Il "perché" del mio contatto Facebook, autrice e donna, riguardava Melissa P.
Essendo una questione letteraria, il mio intervento a riguardo si è limitato a quegli aspetti che a volte possono determinare il successo di un libro-autore-personaggio-filone. O a volte no, ma non essendoci una ricetta precisa ho espresso le mie supposizioni, facendo scattare comunque un susseguirsi di pensieri. C'è il fatto che Melissa P. era una ragazzina, ai tempi di "Cento colpi di spazzola...": bella, pulita, giovane e insieme capace di scrivere certe sconcezze. Il personaggio che contrasta visibilmente con il libro che presenta. Il personaggio, appunto. Il valore letterario dell'operazione è da tutti giudicato inconsistente. Dal mio punto di vista non è un romanzo erotico (non mi stimola alcuna curiosità o desiderio, non smuove un ormone) anche se posso capire che dal punto di vista del lettore maschio possa essere differente. Non mi scandalizza. Non lo faceva quando è uscito e oggi ancor di meno. Gli adolescenti sperimentano. Succede da sempre, succede a tanti, succede con maggiore o minore morbosità, ma succede. Inutile gridare allo scandalo perché l'autrice era tanto giovane. Ovvio che trovandosi un personaggio così e una storia che poteva turbare, mezza campagna pubblicitaria era fatta. Il fatto che poi la stessa autrice abbia pubblicato e pubblichi ancora (sulle vendite effettive non c'è mai certezza, ma la presenza in libreria c'è), che collabori con riviste e televisione è stata una sua buona capacità di inserirsi in un ambiente tutto sommato chiuso, tanto da sopravvivere e crearsi un nome. Buon per lei, che tra l'altro sembra pure simpatica.

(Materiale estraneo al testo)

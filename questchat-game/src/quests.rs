//! Daily and weekly quests: templates, live instances, generation and progress.
use chrono::NaiveDate;
use rand::Rng;
use rand::seq::SliceRandom;
use serde::{Deserialize, Serialize};
use smallvec::SmallVec;
use std::fmt;

use crate::clock::{days_since, format_day, is_same_day};
use crate::constants::{
    FOCUS_QUEST_THRESHOLD, HIGH_XP_QUEST_THRESHOLD, LONG_MESSAGE_MIN_CHARS,
    LONG_QUESTION_MIN_WORDS, PHILOSOPHICAL_MIN_CHARS, QUESTS_PER_SET, WEEKLY_WINDOW_DAYS,
};
use crate::state::GameState;

/// Quest objective tag, stored as the kebab-case `type` of a quest.
#[derive(Debug, Clone, Copy, PartialEq, Eq, Hash, Serialize, Deserialize, Default)]
#[serde(rename_all = "kebab-case")]
pub enum QuestKind {
    Messages,
    LongQuestion,
    FocusMaintenance,
    HighXpMessage,
    Volume,
    Philosophical,
    Streak,
    LongMessage,
    FocusWeek,
    XpGain,
    DailyQuestsWeek,
    Questions,
    /// A tag this build does not know; such quests never progress.
    #[default]
    #[serde(other)]
    Unknown,
}

impl QuestKind {
    #[must_use]
    pub const fn as_str(self) -> &'static str {
        match self {
            Self::Messages => "messages",
            Self::LongQuestion => "long-question",
            Self::FocusMaintenance => "focus-maintenance",
            Self::HighXpMessage => "high-xp-message",
            Self::Volume => "volume",
            Self::Philosophical => "philosophical",
            Self::Streak => "streak",
            Self::LongMessage => "long-message",
            Self::FocusWeek => "focus-week",
            Self::XpGain => "xp-gain",
            Self::DailyQuestsWeek => "daily-quests-week",
            Self::Questions => "questions",
            Self::Unknown => "unknown",
        }
    }
}

impl fmt::Display for QuestKind {
    fn fmt(&self, f: &mut fmt::Formatter<'_>) -> fmt::Result {
        f.write_str(self.as_str())
    }
}

#[derive(Debug, Clone, Copy, PartialEq, Eq, Hash)]
pub enum Cadence {
    Daily,
    Weekly,
}

/// Immutable quest definition from the catalog.
#[derive(Debug, Clone, Copy, PartialEq, Eq)]
pub struct QuestTemplate {
    pub title: &'static str,
    pub target: u32,
    pub kind: QuestKind,
    pub xp: u32,
}

pub static DAILY_QUEST_TEMPLATES: [QuestTemplate; 8] = [
    QuestTemplate {
        title: "Send 3 meaningful messages",
        target: 3,
        kind: QuestKind::Messages,
        xp: 50,
    },
    QuestTemplate {
        title: "Ask a question with 10+ words",
        target: 1,
        kind: QuestKind::LongQuestion,
        xp: 40,
    },
    QuestTemplate {
        title: "Maintain 70+ Focus during session",
        target: 1,
        kind: QuestKind::FocusMaintenance,
        xp: 45,
    },
    QuestTemplate {
        title: "Earn 50+ XP in one message",
        target: 1,
        kind: QuestKind::HighXpMessage,
        xp: 60,
    },
    QuestTemplate {
        title: "Send 5 messages in one day",
        target: 5,
        kind: QuestKind::Volume,
        xp: 75,
    },
    QuestTemplate {
        title: "Ask a philosophical question",
        target: 1,
        kind: QuestKind::Philosophical,
        xp: 35,
    },
    QuestTemplate {
        title: "Build a 3-message conversation",
        target: 3,
        kind: QuestKind::Streak,
        xp: 55,
    },
    QuestTemplate {
        title: "Reach 500+ character question",
        target: 1,
        kind: QuestKind::LongMessage,
        xp: 50,
    },
];

pub static WEEKLY_QUEST_TEMPLATES: [QuestTemplate; 5] = [
    QuestTemplate {
        title: "Send 50 messages this week",
        target: 50,
        kind: QuestKind::Volume,
        xp: 300,
    },
    QuestTemplate {
        title: "Maintain 80+ Focus for 3 days",
        target: 3,
        kind: QuestKind::FocusWeek,
        xp: 250,
    },
    QuestTemplate {
        title: "Earn 500 XP this week",
        target: 500,
        kind: QuestKind::XpGain,
        xp: 400,
    },
    QuestTemplate {
        title: "Complete 10 Daily Quests",
        target: 10,
        kind: QuestKind::DailyQuestsWeek,
        xp: 350,
    },
    QuestTemplate {
        title: "Ask 20 questions",
        target: 20,
        kind: QuestKind::Questions,
        xp: 200,
    },
];

/// A live quest in the document: template fields plus progress.
#[derive(Debug, Clone, PartialEq, Eq, Serialize, Deserialize, Default)]
#[serde(default, rename_all = "camelCase")]
pub struct QuestInstance {
    pub title: String,
    pub target: u32,
    #[serde(rename = "type")]
    pub kind: QuestKind,
    pub xp: u32,
    pub id: usize,
    pub progress: u32,
    pub completed: bool,
}

impl QuestInstance {
    #[must_use]
    pub fn from_template(template: &QuestTemplate, id: usize) -> Self {
        Self {
            title: template.title.to_string(),
            target: template.target,
            kind: template.kind,
            xp: template.xp,
            id,
            progress: 0,
            completed: false,
        }
    }

    /// Add progress, saturating at the target. Returns true on the
    /// incomplete → complete transition.
    pub fn advance(&mut self, amount: u32) -> bool {
        if self.completed || amount == 0 {
            return false;
        }
        self.progress = self.progress.saturating_add(amount).min(self.target);
        if self.progress >= self.target {
            self.completed = true;
            return true;
        }
        false
    }
}

/// Message features the progress rules look at.
#[derive(Debug, Clone, Copy, PartialEq, Eq)]
pub struct MessageSignals {
    pub chars: usize,
    pub words: usize,
    pub has_question: bool,
}

impl MessageSignals {
    #[must_use]
    pub fn from_message(message: &str) -> Self {
        Self {
            chars: message.chars().count(),
            words: message.split_whitespace().count(),
            has_question: message.contains('?'),
        }
    }
}

/// Everything a progress rule may depend on for one awarded message.
#[derive(Debug, Clone, Copy, PartialEq, Eq)]
pub struct QuestSignals {
    pub message: MessageSignals,
    pub xp: u32,
    pub focus: i32,
}

/// Quests finished during one progress pass.
#[derive(Debug, Clone, Default, PartialEq, Eq)]
pub struct QuestProgressOutcome {
    pub daily_completed: SmallVec<[String; 3]>,
    pub weekly_completed: SmallVec<[String; 3]>,
    pub all_daily_completed: bool,
}

fn daily_increment(kind: QuestKind, signals: &QuestSignals) -> u32 {
    let msg = &signals.message;
    let hit = match kind {
        QuestKind::Messages => signals.xp > 0,
        QuestKind::LongQuestion => msg.has_question && msg.words >= LONG_QUESTION_MIN_WORDS,
        QuestKind::FocusMaintenance => signals.focus >= FOCUS_QUEST_THRESHOLD,
        QuestKind::HighXpMessage => signals.xp >= HIGH_XP_QUEST_THRESHOLD,
        QuestKind::Volume | QuestKind::Streak => true,
        QuestKind::Philosophical => msg.has_question && msg.chars > PHILOSOPHICAL_MIN_CHARS,
        QuestKind::LongMessage => msg.chars >= LONG_MESSAGE_MIN_CHARS,
        _ => false,
    };
    u32::from(hit)
}

fn weekly_increment(kind: QuestKind, signals: &QuestSignals, daily_completions: u32) -> u32 {
    match kind {
        QuestKind::Volume => u32::from(signals.xp > 0),
        QuestKind::Questions => u32::from(signals.message.has_question),
        QuestKind::XpGain => signals.xp,
        QuestKind::DailyQuestsWeek => daily_completions,
        // focus-week would need a per-day focus history
        _ => 0,
    }
}

fn draw_quests<R>(templates: &[QuestTemplate], rng: &mut R) -> Vec<QuestInstance>
where
    R: Rng + ?Sized,
{
    let mut pool = templates.to_vec();
    pool.shuffle(rng);
    pool.iter()
        .take(QUESTS_PER_SET)
        .enumerate()
        .map(|(id, template)| QuestInstance::from_template(template, id))
        .collect()
}

/// Ensure today's daily set exists, replacing it when the marker is stale.
pub fn generate_daily_quests<'a, R>(
    state: &'a mut GameState,
    today: NaiveDate,
    rng: &mut R,
) -> &'a [QuestInstance]
where
    R: Rng + ?Sized,
{
    let fresh = is_same_day(&state.last_quest_generation_day, today);
    if !fresh || state.daily_quests.is_empty() {
        state.daily_quests = draw_quests(&DAILY_QUEST_TEMPLATES, rng);
        state.last_quest_generation_day = format_day(today);
        log::debug!(
            "generated daily quests for {}: {:?}",
            state.last_quest_generation_day,
            state.daily_quests.iter().map(|q| q.kind).collect::<Vec<_>>()
        );
    }
    &state.daily_quests
}

/// Ensure a weekly set exists for the rolling 7-day window.
pub fn generate_weekly_quests<'a, R>(
    state: &'a mut GameState,
    today: NaiveDate,
    rng: &mut R,
) -> &'a [QuestInstance]
where
    R: Rng + ?Sized,
{
    let stale = days_since(&state.last_weekly_quest_gen_date, today)
        .is_none_or(|days| days.abs() >= WEEKLY_WINDOW_DAYS);
    if stale || state.weekly_quests.is_empty() {
        state.weekly_quests = draw_quests(&WEEKLY_QUEST_TEMPLATES, rng);
        state.last_weekly_quest_gen_date = format_day(today);
        log::debug!(
            "generated weekly quests for window starting {}",
            state.last_weekly_quest_gen_date
        );
    }
    &state.weekly_quests
}

/// Apply one awarded message to the current daily and weekly sets.
///
/// Both sets are (re)generated first when stale. `questsCompleted` counts
/// daily completions; `dailyQuestsCompletedTotal` is bumped once, on the
/// call that completes the last open daily quest.
pub fn update_quest_progress<R>(
    state: &mut GameState,
    today: NaiveDate,
    signals: &QuestSignals,
    rng: &mut R,
) -> QuestProgressOutcome
where
    R: Rng + ?Sized,
{
    generate_daily_quests(state, today, rng);
    generate_weekly_quests(state, today, rng);

    let mut outcome = QuestProgressOutcome::default();
    let had_open_daily = state.daily_quests.iter().any(|q| !q.completed);

    for quest in state.daily_quests.iter_mut().filter(|q| !q.completed) {
        if quest.advance(daily_increment(quest.kind, signals)) {
            log::debug!("daily quest completed: {}", quest.title);
            outcome.daily_completed.push(quest.title.clone());
        }
    }

    let stats = &mut state.player.statistics;
    let daily_completions = u32::try_from(outcome.daily_completed.len()).unwrap_or(u32::MAX);
    stats.quests_completed = stats.quests_completed.saturating_add(daily_completions);
    if had_open_daily && state.daily_quests.iter().all(|q| q.completed) {
        stats.daily_quests_completed_total = stats.daily_quests_completed_total.saturating_add(1);
        outcome.all_daily_completed = true;
    }

    for quest in state.weekly_quests.iter_mut().filter(|q| !q.completed) {
        if quest.advance(weekly_increment(quest.kind, signals, daily_completions)) {
            log::debug!("weekly quest completed: {}", quest.title);
            outcome.weekly_completed.push(quest.title.clone());
        }
    }

    outcome
}

#[must_use]
pub fn templates(cadence: Cadence) -> &'static [QuestTemplate] {
    match cadence {
        Cadence::Daily => &DAILY_QUEST_TEMPLATES,
        Cadence::Weekly => &WEEKLY_QUEST_TEMPLATES,
    }
}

Ora, le altre riflessioni...
Ha destato tanto scalpore, certo. Una ragazzina non dovrebbe conoscere quelle cose. Non dovrebbe parlarne con tanta libertà (e con troppo distacco, come fosse una donna navigata che non ha fatto altro tutta la vita) e in modo così crudo. Una ragazzina dovrebbe fare sesso con amore e per amore, provare sentimenti quasi eterni per La persona con cui lo fa. Ma siamo sicuri? Non è quello che ci piace raccontarci per sentirci bene? Per non sentirci sporche quando abbiamo un desiderio? Per rassicurare i possibili partner?
E chi ci fa sentire sporche? Chiunque ci giudichi. Quindi i partner, le amiche, i conoscenti, gli sconosciuti, il branco, la comunità. Che sono poi le stesse persone che ci offrono una ricarica telefonica per una foto di tette, o quelle che ci palpano il sedere in autobus pensando sia roba loro, o quelle che scrivono il nostro numero di telefono nei bagni pubblici, quelle che pubblicano on line i nostri video intimi, quelle che riprendono il nostro stupro. Sono quelle persone per cui noi finiamo per soffocare ogni istinto di vita. Quelle che "te la sei cercata".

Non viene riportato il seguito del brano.